**Study material**
Content starts
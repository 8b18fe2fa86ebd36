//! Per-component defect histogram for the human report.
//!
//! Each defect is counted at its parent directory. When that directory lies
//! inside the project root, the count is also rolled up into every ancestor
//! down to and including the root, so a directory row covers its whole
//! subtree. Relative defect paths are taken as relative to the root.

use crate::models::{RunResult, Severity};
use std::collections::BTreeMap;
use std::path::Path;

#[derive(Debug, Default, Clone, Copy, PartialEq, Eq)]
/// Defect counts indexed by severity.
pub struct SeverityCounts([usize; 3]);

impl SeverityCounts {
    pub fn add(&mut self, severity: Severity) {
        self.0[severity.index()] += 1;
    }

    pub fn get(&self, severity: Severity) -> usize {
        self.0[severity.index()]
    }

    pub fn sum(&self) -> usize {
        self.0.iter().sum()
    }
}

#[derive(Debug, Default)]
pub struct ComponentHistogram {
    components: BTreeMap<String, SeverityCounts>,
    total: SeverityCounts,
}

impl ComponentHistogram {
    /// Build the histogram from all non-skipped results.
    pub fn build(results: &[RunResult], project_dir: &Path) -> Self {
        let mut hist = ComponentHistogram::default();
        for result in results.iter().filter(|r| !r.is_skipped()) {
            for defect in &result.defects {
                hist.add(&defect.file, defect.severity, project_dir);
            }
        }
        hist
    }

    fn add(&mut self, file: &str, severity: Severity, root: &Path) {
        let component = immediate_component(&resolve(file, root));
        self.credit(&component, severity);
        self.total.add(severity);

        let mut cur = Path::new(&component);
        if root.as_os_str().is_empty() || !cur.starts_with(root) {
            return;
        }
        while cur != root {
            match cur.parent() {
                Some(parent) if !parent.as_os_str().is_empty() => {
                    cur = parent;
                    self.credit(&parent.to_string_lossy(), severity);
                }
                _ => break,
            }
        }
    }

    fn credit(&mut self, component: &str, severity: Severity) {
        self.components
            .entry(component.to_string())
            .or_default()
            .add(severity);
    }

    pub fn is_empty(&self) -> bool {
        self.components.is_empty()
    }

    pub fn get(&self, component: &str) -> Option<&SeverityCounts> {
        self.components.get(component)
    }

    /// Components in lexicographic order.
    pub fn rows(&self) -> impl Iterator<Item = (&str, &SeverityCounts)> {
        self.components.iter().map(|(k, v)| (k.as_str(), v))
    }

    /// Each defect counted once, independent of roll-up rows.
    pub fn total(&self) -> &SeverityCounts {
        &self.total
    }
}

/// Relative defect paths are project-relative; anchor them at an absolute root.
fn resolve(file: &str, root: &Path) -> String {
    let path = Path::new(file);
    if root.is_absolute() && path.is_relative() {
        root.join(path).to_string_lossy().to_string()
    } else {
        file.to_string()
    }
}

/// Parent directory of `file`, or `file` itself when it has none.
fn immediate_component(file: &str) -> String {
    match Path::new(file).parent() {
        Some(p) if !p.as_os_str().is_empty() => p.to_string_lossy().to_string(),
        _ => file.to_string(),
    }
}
Content ends
**Work item**
Above are the records. How many of their lines hold "Some"? Answer with the number alone.

**Task solution**
2